Campylobacter nitrofigilis sp. nov., a Nitrogen-Fixing Bacterium Associated with Roots of Spartina alterniflora Loisel

Abstract
Obligately microaerophilic, N2-fixing bacteria are associated with roots of S. alterniflora Loisel and in root-associated sediments from salt marshes in Nova Scotia, Canada and Georgia, USA. These bacteria differ from previously described species and thus represent a new species. The cells of all strains which were studied are small, rigid, curved, motile and rod shaped and have single polar flagella. Metabolism is respiratory and the strains utilize organic and amino acids, but not carbohydrates, as sole Ca sources. Poly-.beta.-hydroxybutrate is not produced.

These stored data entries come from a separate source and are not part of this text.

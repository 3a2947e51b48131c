mod chart_image;
mod spreadsheet;

use std::path::Path;

use strum::IntoEnumIterator;
use strum_macros::{Display, EnumIter};
use thiserror::Error;

pub use chart_image::{RgbaCapture, write_png};
pub use spreadsheet::{write_csv, write_spreadsheet, write_xlsx};

#[derive(Debug, Clone, Copy, PartialEq, Eq, Display, EnumIter)]
pub enum ExportFormat {
    #[strum(to_string = "Excel workbook")]
    Xlsx,
    #[strum(to_string = "CSV")]
    Csv,
    #[strum(to_string = "PNG image")]
    Png,
}

impl ExportFormat {
    pub fn extension(&self) -> &'static str {
        match self {
            Self::Xlsx => "xlsx",
            Self::Csv => "csv",
            Self::Png => "png",
        }
    }

    /// Case-insensitive match on the file extension.
    pub fn from_path(path: &Path) -> Option<Self> {
        let ext = path.extension()?.to_str()?;
        Self::iter().find(|f| f.extension().eq_ignore_ascii_case(ext))
    }

    /// Spreadsheets are xlsx unless the path explicitly asks for csv.
    pub fn spreadsheet_for(path: &Path) -> Self {
        match Self::from_path(path) {
            Some(Self::Csv) => Self::Csv,
            _ => Self::Xlsx,
        }
    }
}

#[derive(Debug, Error)]
pub enum ExportError {
    #[error("Nothing to export. Run a query first.")]
    NothingToExport,

    #[error("Export path is empty.")]
    EmptyPath,

    #[error("I/O error: {0}")]
    Io(#[from] std::io::Error),

    #[error("Failed to write workbook: {0}")]
    Xlsx(#[from] rust_xlsxwriter::XlsxError),

    #[error("Failed to write CSV: {0}")]
    Csv(#[from] csv::Error),

    #[error("Failed to encode image: {0}")]
    Image(#[from] image::ImageError),

    #[error("Captured image is invalid: {0}")]
    InvalidImage(String),
}
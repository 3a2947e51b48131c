use thiserror::Error;

/// A single indicator could not be fetched. Recovered locally: the indicator is
/// left out of the session and the query carries on.
#[derive(Debug, Clone, PartialEq, Eq, Error)]
#[error("failed to fetch {indicator}: {cause}")]
pub struct FetchError {
    pub indicator: String,
    pub cause: String,
}

impl FetchError {
    pub fn new(indicator: impl Into<String>, cause: &anyhow::Error) -> Self {
        Self {
            indicator: indicator.into(),
            cause: format!("{:#}", cause),
        }
    }
}

/// Reasons a query does not produce a session. None of them are fatal.
#[derive(Debug, Clone, PartialEq, Eq, Error)]
pub enum QueryError {
    #[error("Invalid date range: {0}")]
    InvalidDateRange(String),

    #[error("Select at least one indicator.")]
    NoIndicatorSelected,

    #[error("Could not get data for the selected indicators.")]
    NoDataAvailable { failures: Vec<FetchError> },
}

impl QueryError {
    /// Validation errors are raised before any fetch and leave the previous session in place.
    pub fn is_validation(&self) -> bool {
        matches!(self, Self::InvalidDateRange(_) | Self::NoIndicatorSelected)
    }
}
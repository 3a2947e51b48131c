mod provider;
mod registry;
mod result_store;
mod sgs;
mod yahoo;

pub use {
    provider::{CentralBankProvider, DataProviderAdapter, QuoteProvider},
    registry::{REGISTRY, SeriesRegistry},
    result_store::ResultStore,
    sgs::SgsProvider,
    yahoo::YahooProvider,
};
//! Association engine - frame-to-frame correspondence proposals.
//!
//! Matches live tracks' last-seen composites against the new frame's
//! composites by IoU of their outer boundaries, then resolves the leftovers
//! into split and merge proposals. The output is read-only: the track
//! manager owns all track mutation and merely consumes what is proposed
//! here.
//!
//! Matching is greedy highest-IoU-first, not optimal bipartite assignment.
//! That is a deliberate contract: greedy gives local, explainable,
//! deterministic split/merge decisions that downstream statistics depend
//! on. Ties break by lower track id, then lower new-region index.

use crate::hierarchy::CompositeRegion;
use std::collections::BTreeMap;
use tracing::debug;

// ============================================================================
// INPUT / OUTPUT TYPES
// ============================================================================

/// The last-seen state of one live track, as the engine sees it.
#[derive(Debug, Clone)]
pub struct TrackSnapshot {
    pub track_id: u64,
    /// Composite recorded at the track's last matched frame.
    pub composite: CompositeRegion,
}

/// One track continuing into one new region. For a merged region this
/// already names the surviving track.
#[derive(Debug, Clone, Copy, PartialEq, Eq)]
pub struct Match {
    pub track_id: u64,
    pub region_index: usize,
}

/// One track's region breaking into multiple new regions: the track keeps
/// the greedy (highest-IoU) child; each extra child spawns a new track.
#[derive(Debug, Clone, PartialEq, Eq)]
pub struct SplitProposal {
    pub track_id: u64,
    pub kept_region: usize,
    pub extra_regions: Vec<usize>,
}

/// Multiple tracks collapsing onto one new region: the largest pre-merge
/// area survives and continues; the rest close with a merge event.
#[derive(Debug, Clone, PartialEq, Eq)]
pub struct MergeProposal {
    pub region_index: usize,
    pub survivor: u64,
    pub absorbed: Vec<u64>,
}

/// Correspondence set for one frame transition. Matches already reflect
/// merge resolution (the surviving track owns the region).
#[derive(Debug, Clone, Default)]
pub struct Correspondences {
    pub matches: Vec<Match>,
    pub splits: Vec<SplitProposal>,
    pub merges: Vec<MergeProposal>,
    /// New regions with no candidate track: spawn new tracks.
    pub spawned: Vec<usize>,
    /// Live tracks with no region this frame: increment their gap counter.
    pub gapped: Vec<u64>,
}

// ============================================================================
// ENGINE
// ============================================================================

/// Associate live tracks with the new frame's composites.
///
/// `snapshots` must be ordered by ascending track id; that ordering, plus
/// the stated tie-breaks, makes the output a pure function of the input.
pub fn associate(
    snapshots: &[TrackSnapshot],
    regions: &[CompositeRegion],
    iou_threshold: f64,
) -> Correspondences {
    let mut corr = Correspondences::default();

    // Pairwise IoU of outer boundaries.
    let iou: Vec<Vec<f64>> = snapshots
        .iter()
        .map(|snap| {
            regions
                .iter()
                .map(|region| snap.composite.outer.iou(&region.outer))
                .collect()
        })
        .collect();

    // Candidate pairs, best first. Ties: lower track id, lower region index.
    let mut candidates: Vec<(usize, usize)> = Vec::new();
    for (t, row) in iou.iter().enumerate() {
        for (r, &score) in row.iter().enumerate() {
            if score >= iou_threshold {
                candidates.push((t, r));
            }
        }
    }
    candidates.sort_by(|&(ta, ra), &(tb, rb)| {
        iou[tb][rb]
            .partial_cmp(&iou[ta][ra])
            .unwrap_or(std::cmp::Ordering::Equal)
            .then_with(|| snapshots[ta].track_id.cmp(&snapshots[tb].track_id))
            .then_with(|| ra.cmp(&rb))
    });

    // Greedy one-to-one assignment.
    let mut track_of_region: Vec<Option<usize>> = vec![None; regions.len()];
    let mut region_of_track: Vec<Option<usize>> = vec![None; snapshots.len()];
    for &(t, r) in &candidates {
        if region_of_track[t].is_none() && track_of_region[r].is_none() {
            region_of_track[t] = Some(r);
            track_of_region[r] = Some(t);
        }
    }

    // Merge resolution: an unmatched track with IoU ≥ threshold against an
    // already-claimed region joins that region's merge group. The group
    // member with the largest pre-merge area keeps the identity.
    let mut merge_groups: BTreeMap<usize, Vec<usize>> = BTreeMap::new();
    for (t, slot) in region_of_track.iter().enumerate() {
        if slot.is_some() {
            continue;
        }
        let mut best: Option<(usize, f64)> = None;
        for (r, &owner) in track_of_region.iter().enumerate() {
            if owner.is_none() || iou[t][r] < iou_threshold {
                continue;
            }
            let better = match best {
                None => true,
                Some((_, best_score)) => iou[t][r] > best_score,
            };
            if better {
                best = Some((r, iou[t][r]));
            }
        }
        match best {
            Some((r, _)) => merge_groups.entry(r).or_default().push(t),
            None => corr.gapped.push(snapshots[t].track_id),
        }
    }

    // Final owner per region, after merges.
    let mut owner_of_region: Vec<Option<u64>> = track_of_region
        .iter()
        .map(|slot| slot.map(|t| snapshots[t].track_id))
        .collect();

    for (r, mut group) in merge_groups {
        // track_of_region[r] is Some by construction of the group.
        if let Some(matched) = track_of_region[r] {
            group.push(matched);
        }
        let survivor = group
            .iter()
            .copied()
            .max_by(|&a, &b| {
                snapshots[a]
                    .composite
                    .outer_area()
                    .partial_cmp(&snapshots[b].composite.outer_area())
                    .unwrap_or(std::cmp::Ordering::Equal)
                    // On equal area the lower id survives.
                    .then_with(|| snapshots[b].track_id.cmp(&snapshots[a].track_id))
            })
            .map(|t| snapshots[t].track_id);
        let Some(survivor) = survivor else { continue };

        let mut absorbed: Vec<u64> = group
            .iter()
            .map(|&t| snapshots[t].track_id)
            .filter(|&id| id != survivor)
            .collect();
        absorbed.sort_unstable();

        owner_of_region[r] = Some(survivor);
        corr.merges.push(MergeProposal {
            region_index: r,
            survivor,
            absorbed,
        });
    }

    corr.matches = owner_of_region
        .iter()
        .enumerate()
        .filter_map(|(r, owner)| {
            owner.map(|track_id| Match {
                track_id,
                region_index: r,
            })
        })
        .collect();

    // Split resolution: an unclaimed region with IoU ≥ threshold against an
    // already-matched track becomes an extra child of that track. Greedy
    // guarantees the kept child has the larger IoU.
    let mut split_children: BTreeMap<u64, Vec<usize>> = BTreeMap::new();
    for r in 0..regions.len() {
        if owner_of_region[r].is_some() {
            continue;
        }
        let mut best: Option<(usize, f64)> = None;
        for (t, slot) in region_of_track.iter().enumerate() {
            if slot.is_none() || iou[t][r] < iou_threshold {
                continue;
            }
            let better = match best {
                None => true,
                Some((_, best_score)) => iou[t][r] > best_score,
            };
            if better {
                best = Some((t, iou[t][r]));
            }
        }
        match best {
            Some((t, _)) => {
                // Attach to whoever finally owns that track's kept region
                // (the survivor, if a merge intervened).
                let kept = region_of_track[t].unwrap_or(r);
                if let Some(owner) = owner_of_region[kept] {
                    split_children.entry(owner).or_default().push(r);
                } else {
                    corr.spawned.push(r);
                }
            }
            None => corr.spawned.push(r),
        }
    }

    for (track_id, extra_regions) in split_children {
        let kept_region = corr
            .matches
            .iter()
            .find(|m| m.track_id == track_id)
            .map(|m| m.region_index);
        if let Some(kept_region) = kept_region {
            corr.splits.push(SplitProposal {
                track_id,
                kept_region,
                extra_regions,
            });
        }
    }

    debug!(
        tracks = snapshots.len(),
        regions = regions.len(),
        matched = corr.matches.len(),
        splits = corr.splits.len(),
        merges = corr.merges.len(),
        spawned = corr.spawned.len(),
        gapped = corr.gapped.len(),
        "association resolved"
    );

    corr
}

// ============================================================================
// TESTS
// ============================================================================

#[cfg(test)]
mod tests {
    use super::*;
    use crate::region::{Level, RawRegion, Region};

    fn composite(frame: usize, x0: f64, y0: f64, x1: f64, y1: f64) -> CompositeRegion {
        let raw = RawRegion {
            vertices: vec![[x0, y0], [x1, y0], [x1, y1], [x0, y1]],
            pixel_area: None,
        };
        CompositeRegion::bare(frame, Region::from_raw(Level::Outer, 0, &raw).unwrap())
    }

    fn snapshot(track_id: u64, x0: f64, y0: f64, x1: f64, y1: f64) -> TrackSnapshot {
        TrackSnapshot {
            track_id,
            composite: composite(0, x0, y0, x1, y1),
        }
    }

    #[test]
    fn test_simple_continuation() {
        // IoU 0.5 ≥ 0.3: one match, nothing else.
        let snaps = vec![snapshot(1, 0.0, 0.0, 3.0, 1.0)];
        let regions = vec![composite(1, 1.0, 0.0, 4.0, 1.0)];

        let corr = associate(&snaps, &regions, 0.3);
        assert_eq!(
            corr.matches,
            vec![Match {
                track_id: 1,
                region_index: 0
            }]
        );
        assert!(corr.splits.is_empty());
        assert!(corr.merges.is_empty());
        assert!(corr.spawned.is_empty());
        assert!(corr.gapped.is_empty());
    }

    #[test]
    fn test_below_threshold_spawns_and_gaps() {
        let snaps = vec![snapshot(1, 0.0, 0.0, 1.0, 1.0)];
        let regions = vec![composite(1, 50.0, 50.0, 51.0, 51.0)];

        let corr = associate(&snaps, &regions, 0.3);
        assert!(corr.matches.is_empty());
        assert_eq!(corr.spawned, vec![0]);
        assert_eq!(corr.gapped, vec![1]);
    }

    #[test]
    fn test_split_keeps_greedy_child() {
        // One track over [0,4]x[0,2]; two children, each IoU 0.5. The tie
        // breaks to the lower region index, the other child is a split.
        let snaps = vec![snapshot(7, 0.0, 0.0, 4.0, 2.0)];
        let regions = vec![
            composite(1, 0.0, 0.0, 2.0, 2.0),
            composite(1, 2.0, 0.0, 4.0, 2.0),
        ];

        let corr = associate(&snaps, &regions, 0.3);
        assert_eq!(
            corr.matches,
            vec![Match {
                track_id: 7,
                region_index: 0
            }]
        );
        assert_eq!(
            corr.splits,
            vec![SplitProposal {
                track_id: 7,
                kept_region: 0,
                extra_regions: vec![1],
            }]
        );
        assert!(corr.spawned.is_empty());
    }

    #[test]
    fn test_merge_larger_area_survives() {
        // Track 1 (area 4) and track 2 (area 6) both overlap the single new
        // region above threshold; track 2 wins the greedy match and also has
        // the larger pre-merge area, so it survives and 1 is absorbed.
        let snaps = vec![snapshot(1, 0.0, 0.0, 2.0, 2.0), snapshot(2, 3.0, 0.0, 6.0, 2.0)];
        let regions = vec![composite(1, 0.0, 0.0, 6.0, 2.0)];

        let corr = associate(&snaps, &regions, 0.3);
        assert_eq!(
            corr.matches,
            vec![Match {
                track_id: 2,
                region_index: 0
            }]
        );
        assert_eq!(
            corr.merges,
            vec![MergeProposal {
                region_index: 0,
                survivor: 2,
                absorbed: vec![1],
            }]
        );
        assert!(corr.gapped.is_empty());
    }

    #[test]
    fn test_merge_survivor_can_override_greedy_winner() {
        // The greedy winner has the better IoU but the smaller area; the
        // bigger merge partner takes over the identity.
        let snaps = vec![
            snapshot(1, 0.0, 0.0, 6.0, 2.0), // area 12, IoU vs region 1/3
            snapshot(2, 3.0, 0.0, 6.0, 1.0), // area 3, IoU vs region 0.75
        ];
        let regions = vec![composite(1, 2.0, 0.0, 6.0, 1.0)];

        let corr = associate(&snaps, &regions, 0.3);
        assert_eq!(corr.matches.len(), 1);
        assert_eq!(corr.matches[0].track_id, 1);
        assert_eq!(
            corr.merges,
            vec![MergeProposal {
                region_index: 0,
                survivor: 1,
                absorbed: vec![2],
            }]
        );
    }

    #[test]
    fn test_tie_break_prefers_lower_track_id() {
        // Two identical tracks compete for one region: track 1 wins the
        // greedy pick, track 2 becomes a merge candidate; equal areas, so
        // the lower id survives.
        let snaps = vec![snapshot(1, 0.0, 0.0, 2.0, 2.0), snapshot(2, 0.0, 0.0, 2.0, 2.0)];
        let regions = vec![composite(1, 0.0, 0.0, 2.0, 2.0)];

        let corr = associate(&snaps, &regions, 0.3);
        assert_eq!(corr.matches[0].track_id, 1);
        assert_eq!(corr.merges[0].survivor, 1);
        assert_eq!(corr.merges[0].absorbed, vec![2]);
    }

    #[test]
    fn test_determinism() {
        let snaps = vec![
            snapshot(1, 0.0, 0.0, 4.0, 2.0),
            snapshot(2, 10.0, 0.0, 14.0, 2.0),
            snapshot(3, 20.0, 0.0, 24.0, 2.0),
        ];
        let regions = vec![
            composite(1, 1.0, 0.0, 5.0, 2.0),
            composite(1, 11.0, 0.0, 15.0, 2.0),
            composite(1, 40.0, 0.0, 44.0, 2.0),
        ];

        let a = associate(&snaps, &regions, 0.3);
        let b = associate(&snaps, &regions, 0.3);
        assert_eq!(a.matches, b.matches);
        assert_eq!(a.splits, b.splits);
        assert_eq!(a.merges, b.merges);
        assert_eq!(a.spawned, b.spawned);
        assert_eq!(a.gapped, b.gapped);
    }
}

These traits and the guanine-plus-cytosine contents of the DNA of these strains (28.3 .+-. 0.1 mol%) indicate that they are members of the genus (Campylobacter Sebald and Veron 1963. These strains can be distinguished from the previously described Campylobacter spp. by the presence of nitrogenase, by their tolerance of and apparent requirement for NaCl, by the production of pigment from tryptophan, by a combination of other biochemical traits and by their association with plant roots. These strains represent a new species, C. nitrofigilis. Strain CI (= ATCC 33309) was designated as the type strain.